In 2015, there were 8,000 casualties caused by drink-driving alone. Professor Ian Gilmore continued:

“The time has come for the Government to take an evidence-based approach to controlling the supply of and reducing the demand for a legal drug which is sold on virtually every street corner, sometimes at pocket money prices.”

Photo of Paul Flynn Paul Flynn Labour, Newport West

Portugal de-penalised drug use in 2001 and, as a result, halved the number of heroin users in the country, and the number of deaths has fallen from 80 a year to 16 a year. In the 30 years in which my right hon. Friend and I have been in the House, can she think of any initiative by any Government that has reduced drug harm so spectacularly?

Photo of Diane Abbott Diane Abbott Shadow Home Secretary

My hon. Friend is a passionate proponent of decriminalisation, and I think that he makes his own case.

The strategy claims that the Psychoactive Substances Act 2016 has been hugely successful in stopping the proliferation of legal highs. It is true that in the first six months since the Act came into force nearly 500 people were arrested.
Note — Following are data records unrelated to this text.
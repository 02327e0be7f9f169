use chrono::{DateTime, Utc};
use serde::{Deserialize, Serialize};

/// A document row owned by the ingestion side. The pipeline only reads
/// `content` and writes the watermark.
#[derive(Debug, Clone, Serialize, Deserialize, PartialEq)]
pub struct Document {
    pub id: String,
    pub content: String,
    pub path: String,
    pub analyzed_at: Option<DateTime<Utc>>,
}

impl Document {
    pub fn new(id: impl Into<String>, path: impl Into<String>, content: impl Into<String>) -> Self {
        Self {
            id: id.into(),
            content: content.into(),
            path: path.into(),
            analyzed_at: None,
        }
    }

    pub fn is_pending(&self) -> bool {
        self.analyzed_at.is_none()
    }
}

/// Optional sentence row produced upstream (OCR/page splitting).
#[derive(Debug, Clone, Serialize, Deserialize, PartialEq)]
pub struct Sentence {
    pub id: String,
    pub document_id: String,
    pub text: String,
    pub page_id: Option<String>,
    pub is_boilerplate: bool,
    pub ocr_quality_score: Option<f64>,
    pub text_source: Option<String>,
}

impl Sentence {
    pub fn new(id: impl Into<String>, document_id: impl Into<String>, text: impl Into<String>) -> Self {
        Self {
            id: id.into(),
            document_id: document_id.into(),
            text: text.into(),
            page_id: None,
            is_boilerplate: false,
            ocr_quality_score: None,
            text_source: None,
        }
    }
}
use anyhow::{Context, Result};
use regex::Regex;

use crate::rules::{Rule, RuleSet};
use crate::schema::Modality;

pub const BASE_CLAIM_CONFIDENCE: f64 = 0.7;

/// Ordered predicate table. Every firing row yields one claim.
const PREDICATES: &[(&str, &str)] = &[
    (
        "contacted",
        r"(?i)\b(met|meet|meets|meeting|called|calls|phoned|emailed|e-mailed|texted|wrote to|spoke (with|to)|talked (with|to)|dined with|visited with|contacted)\b",
    ),
    (
        "traveled_to",
        r"(?i)\b(flew|flown|flight|flights|traveled|travelled|visited|trip to|stayed at|arrived (at|in)|landed (at|in))\b",
    ),
    (
        "financial_link",
        r"(?i)(\b(paid|pays|wired|transferred|donated|funded|loaned|invested|deposited|payment|payments|compensated)\b|\$\s?\d)",
    ),
    (
        "affiliated",
        r"(?i)\b(worked (for|with|at)|employed by|employee of|hired|partner of|member of|associate of|assistant to|director of|represented)\b",
    ),
    (
        "legal_action",
        r"(?i)\b(sued|suing|charged|indicted|arrested|subpoenaed|deposed|prosecuted|convicted|testified against|filed suit)\b",
    ),
    (
        "recruited",
        r"(?i)\b(recruited|recruiting|trafficked|trafficking|groomed|procured|lured)\b",
    ),
];

const NEGATION: &str =
    r"(?i)\b(not|never|no|denied|denies|deny|denying|false|falsely|didn't|did not|wasn't|was not|neither|nor)\b";

pub struct PredicateRule {
    predicate: String,
    pattern: Regex,
}

impl PredicateRule {
    pub fn new(predicate: &str, pattern: &str) -> Result<Self> {
        let pattern = Regex::new(pattern)
            .with_context(|| format!("Invalid predicate pattern for {}", predicate))?;

        Ok(Self {
            predicate: predicate.to_string(),
            pattern,
        })
    }
}

impl Rule for PredicateRule {
    type Output = String;

    fn name(&self) -> &str {
        &self.predicate
    }

    fn apply(&self, text: &str, _context: &str) -> Option<String> {
        self.pattern.is_match(text).then(|| self.predicate.clone())
    }
}

#[derive(Debug, Clone, PartialEq, Eq)]
pub struct DetectedClaim {
    pub predicate: String,
    pub modality: Modality,
}

pub struct ClaimPatterns {
    predicates: RuleSet<PredicateRule>,
    negation: Regex,
}

impl ClaimPatterns {
    pub fn new() -> Result<Self> {
        let predicates = PREDICATES
            .iter()
            .map(|(predicate, pattern)| PredicateRule::new(predicate, pattern))
            .collect::<Result<Vec<_>>>()?;
        let negation = Regex::new(NEGATION).context("Failed to compile negation pattern")?;

        Ok(Self {
            predicates: RuleSet::new(predicates),
            negation,
        })
    }

    /// Predicates found in the text between two mentions, in table order.
    /// Modality is per text, not per predicate.
    pub fn detect(&self, text: &str) -> Vec<DetectedClaim> {
        let found = self.predicates.all_matches(text, "");
        if found.is_empty() {
            return Vec::new();
        }

        let modality = if self.negation.is_match(text) {
            Modality::Denied
        } else {
            Modality::Asserted
        };

        found
            .into_iter()
            .map(|predicate| DetectedClaim { predicate, modality })
            .collect()
    }
}

/// Confidence of a (subject, predicate, object) seen in `distinct_documents`
/// documents.
pub fn corroborated_confidence(distinct_documents: usize) -> f64 {
    if distinct_documents <= 1 {
        return BASE_CLAIM_CONFIDENCE;
    }
    let boost = ((distinct_documents as f64).log2() * 0.1).min(0.3);
    (BASE_CLAIM_CONFIDENCE + boost).min(1.0)
}

#[cfg(test)]
mod tests {
    use super::*;

    #[test]
    fn test_contact_is_asserted() {
        let patterns = ClaimPatterns::new().unwrap();
        let found = patterns.detect("Donald Trump met with Jeffrey Epstein");

        assert_eq!(
            found,
            vec![DetectedClaim {
                predicate: "contacted".into(),
                modality: Modality::Asserted,
            }]
        );
    }

    #[test]
    fn test_several_predicates_fire() {
        let patterns = ClaimPatterns::new().unwrap();
        let found: Vec<String> = patterns
            .detect("Sarah Kellen flew to the island and was paid $5,000 by Ghislaine Maxwell")
            .into_iter()
            .map(|c| c.predicate)
            .collect();

        assert_eq!(found, vec!["traveled_to", "financial_link"]);
    }

    #[test]
    fn test_negation_marks_denied() {
        let patterns = ClaimPatterns::new().unwrap();
        let found = patterns.detect("Bill Clinton never flew with Jeffrey Epstein");

        assert_eq!(found.len(), 1);
        assert_eq!(found[0].modality, Modality::Denied);
        assert!(patterns.detect("Leslie Wexner and Jeffrey Epstein").is_empty());
    }

    #[test]
    fn test_corroboration_curve() {
        assert_eq!(corroborated_confidence(1), 0.7);
        assert!((corroborated_confidence(2) - 0.8).abs() < 1e-9);
        assert!((corroborated_confidence(3) - 0.858_496).abs() < 1e-5);
        assert!((corroborated_confidence(4) - 0.9).abs() < 1e-9);
        assert!((corroborated_confidence(16) - 1.0).abs() < 1e-9);
        assert!(corroborated_confidence(500) <= 1.0);

        let curve: Vec<f64> = (1..40).map(corroborated_confidence).collect();
        assert!(curve.windows(2).all(|w| w[0] <= w[1]));
    }
}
However, as various drug charities suspected, despite those measures demand for the substances continues to increase. So-called legal highs have simply been pushed into the black market or on to the internet, which I suspect is why the Government have in the same breath claimed that they will focus on eliminating the vast range of problems that these substances cause. That exposes something that the Opposition made clear during the passage of the Act: legislation is effective only if there is a wider strategy in place.

The strategy has now been produced, but meanwhile legal highs are more dangerous than ever, affecting the poorest and most vulnerable in society. It remains the case that too many people, particularly women, go to prison without a drug habit and leave with a drug habit. I believe that Ministers, working with the Ministry of Justice, could do a great deal more to make our prisons drug-free zones. It is an elementary issue, but one that the Government continue to fail to address.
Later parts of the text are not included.